§ Task requirements
What is needed here is an exact repetition of the records below, beginning at the line that has "let mut report" and stopping after the line that has "let result = score_bet(&bet, &outcome, settled_at);".
____________
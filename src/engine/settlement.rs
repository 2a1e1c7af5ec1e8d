//! Bet settlement: scoring against a resolved round and paying winners.

use chrono::{DateTime, Utc};
use std::sync::Arc;
use tracing::{info, warn};

use crate::errors::{GameError, GameResult};
use crate::period::Period;
use crate::store::{BetStore, Store};
use crate::types::{Bet, BetResult, BetSelection, Color, HistoryRecord, Round, RoundOutcome};

/// Payout ratio for a winning bet, keyed by what was staked on.
///
/// Violet is the rare color (2 of 10 numbers), hence the longer odds.
pub fn payout_ratio(selection: &BetSelection) -> f64 {
    match selection {
        BetSelection::Color(Color::Violet) => 4.5,
        BetSelection::Color(_) => 2.0,
        BetSelection::Number(_) => 9.0,
        BetSelection::Size(_) => 2.0,
    }
}

/// Score a single bet against the round outcome. Pure; losers pay 0.
pub fn score_bet(bet: &Bet, outcome: &RoundOutcome, settled_at: DateTime<Utc>) -> BetResult {
    let won = match bet.selection {
        BetSelection::Color(color) => color == outcome.color,
        BetSelection::Number(number) => number == outcome.number,
        BetSelection::Size(size) => size == outcome.size,
    };
    let payout = if won {
        bet.amount * bet.multiplier * payout_ratio(&bet.selection)
    } else {
        0.0
    };
    BetResult {
        won,
        payout,
        settled_at,
    }
}

/// Outcome of one settlement pass over a round.
#[derive(Debug, Clone, PartialEq)]
pub struct SettlementReport {
    pub period: Period,
    pub settled: usize,
    /// Bets already carrying a result (re-run of an earlier pass).
    pub skipped: usize,
    pub failed: usize,
    pub total_paid: f64,
}

/// Settles every bet placed against a resolved round, exactly once each.
pub struct SettlementEngine {
    store: Arc<dyn Store>,
}

impl SettlementEngine {
    pub fn new(store: Arc<dyn Store>) -> Self {
        Self { store }
    }

    /// One pass over the round's bets. A failure on one bet is logged and
    /// skipped; it never aborts the rest of the batch. Safe to re-run: bets
    /// that already have a result are left alone.
    pub async fn settle_round(&self, round: &Round) -> GameResult<SettlementReport> {
        let outcome = round
            .outcome
            .ok_or_else(|| GameError::RoundInProgress(round.period.clone()))?;
        let bets = self.store.bets_for_period(&round.period).await?;
        let settled_at = Utc::now();

        let mut report = SettlementReport {
            period: round.period.clone(),
            settled: 0,
            skipped: 0,
            failed: 0,
            total_paid: 0.0,
        };

        for bet in bets {
            if bet.result.is_some() {
                report.skipped += 1;
                continue;
            }
            let result = score_bet(&bet, &outcome, settled_at);
            let history = HistoryRecord::from_settled(&bet, &result);
            match self.store.settle_bet(bet.id, &result, &history).await {
                Ok(true) => {
                    report.settled += 1;
                    report.total_paid += result.payout;
                }
                Ok(false) => report.skipped += 1,
                Err(e) => {
                    warn!(
                        bet_id = %bet.id,
                        user_id = %bet.user_id,
                        "skipping bet that failed to settle: {}",
                        e
                    );
                    report.failed += 1;
                }
            }
        }

        info!(
            period = %report.period,
            settled = report.settled,
            skipped = report.skipped,
            failed = report.failed,
            total_paid = report.total_paid,
            "round settled"
        );
        Ok(report)
    }
}
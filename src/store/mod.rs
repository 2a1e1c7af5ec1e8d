//! Persistence abstractions and backends.
//!
//! Each concern gets its own trait; the engine holds a single `Arc<dyn Store>`
//! over the blanket supertrait. Two backends: `MemoryStore` for tests and dev
//! mode, `RocksStore` for durable deployments. The money-moving operations
//! (`place_bet`, `settle_bet`) are atomic within a backend: a partial write
//! can never debit without a bet record or credit without a settlement mark.

use async_trait::async_trait;
use chrono::{DateTime, Utc};
use uuid::Uuid;

use crate::errors::GameResult;
use crate::period::Period;
use crate::types::{Bet, BetResult, HistoryRecord, Round, ScheduledOutcome, UserAccount};

mod memory;
mod rocks;

pub use memory::MemoryStore;
pub use rocks::RocksStore;

/// Round records and the single-slot "current round" pointer.
#[async_trait]
pub trait RoundStore: Send + Sync {
    /// Persist a freshly opened round. Fails with `DuplicatePeriod` if a
    /// round with the same period already exists; never overwrites.
    async fn insert_round(&self, round: &Round) -> GameResult<()>;

    /// Persist an updated round (outcome + completion flag).
    async fn update_round(&self, round: &Round) -> GameResult<()>;

    async fn round(&self, period: &Period) -> GameResult<Option<Round>>;

    /// The at-most-one round with `is_completed == false`.
    async fn current_round(&self) -> GameResult<Option<Round>>;

    /// Completed rounds, most recent first.
    async fn completed_rounds(&self, limit: usize) -> GameResult<Vec<Round>>;
}

/// Bet records plus the balance-moving operations tied to them.
#[async_trait]
pub trait BetStore: Send + Sync {
    /// Atomically: verify the user's balance covers the stake, debit it and
    /// persist the bet. Returns the balance after the debit. Nothing is
    /// written on `InsufficientBalance` or `UserNotFound`.
    async fn place_bet(&self, bet: &Bet) -> GameResult<f64>;

    /// Atomically: record the bet's result, credit the payout on a win and
    /// append the history record. Returns `false` without touching anything
    /// when the bet already carries a result, so retries cannot pay twice.
    async fn settle_bet(
        &self,
        bet_id: Uuid,
        result: &BetResult,
        history: &HistoryRecord,
    ) -> GameResult<bool>;

    async fn bets_for_period(&self, period: &Period) -> GameResult<Vec<Bet>>;

    /// A user's bets, most recent first.
    async fn bets_for_user(&self, user_id: &str, limit: usize) -> GameResult<Vec<Bet>>;
}

/// Player accounts.
#[async_trait]
pub trait UserStore: Send + Sync {
    async fn user(&self, user_id: &str) -> GameResult<Option<UserAccount>>;

    async fn upsert_user(&self, user: &UserAccount) -> GameResult<()>;
}

/// Operator-scheduled outcome overrides.
#[async_trait]
pub trait OverrideStore: Send + Sync {
    /// The override applying at `now`: window contains `now`, status is
    /// scheduled or active. Ties break to the most recently started.
    async fn active_override(&self, now: DateTime<Utc>) -> GameResult<Option<ScheduledOutcome>>;

    async fn insert_override(&self, outcome: &ScheduledOutcome) -> GameResult<()>;
}

/// Append-only settlement audit trail.
#[async_trait]
pub trait HistoryStore: Send + Sync {
    /// A user's settlement records, most recent first.
    async fn history_for_user(&self, user_id: &str, limit: usize) -> GameResult<Vec<HistoryRecord>>;
}

/// Everything the engine needs from persistence, behind one object.
pub trait Store: RoundStore + BetStore + UserStore + OverrideStore + HistoryStore {}

impl<T> Store for T where T: RoundStore + BetStore + UserStore + OverrideStore + HistoryStore {}
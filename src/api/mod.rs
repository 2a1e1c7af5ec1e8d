//! HTTP + WebSocket surface for the color game engine.
//!
//! Read endpoints for round state and history, a bet-placement endpoint, a
//! WebSocket fan-out of round events, health and metrics.

pub mod errors;
pub mod handlers;
pub mod middleware;
pub mod models;
pub mod monitoring;
pub mod routes;
pub mod server;
pub mod websocket;

pub use server::ApiServer;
____________
§ Output of the exercise
        let mut report = SettlementReport {
            period: round.period.clone(),
            settled: 0,
            skipped: 0,
            failed: 0,
            total_paid: 0.0,
        };

        for bet in bets {
            if bet.result.is_some() {
                report.skipped += 1;
                continue;
            }
            let result = score_bet(&bet, &outcome, settled_at);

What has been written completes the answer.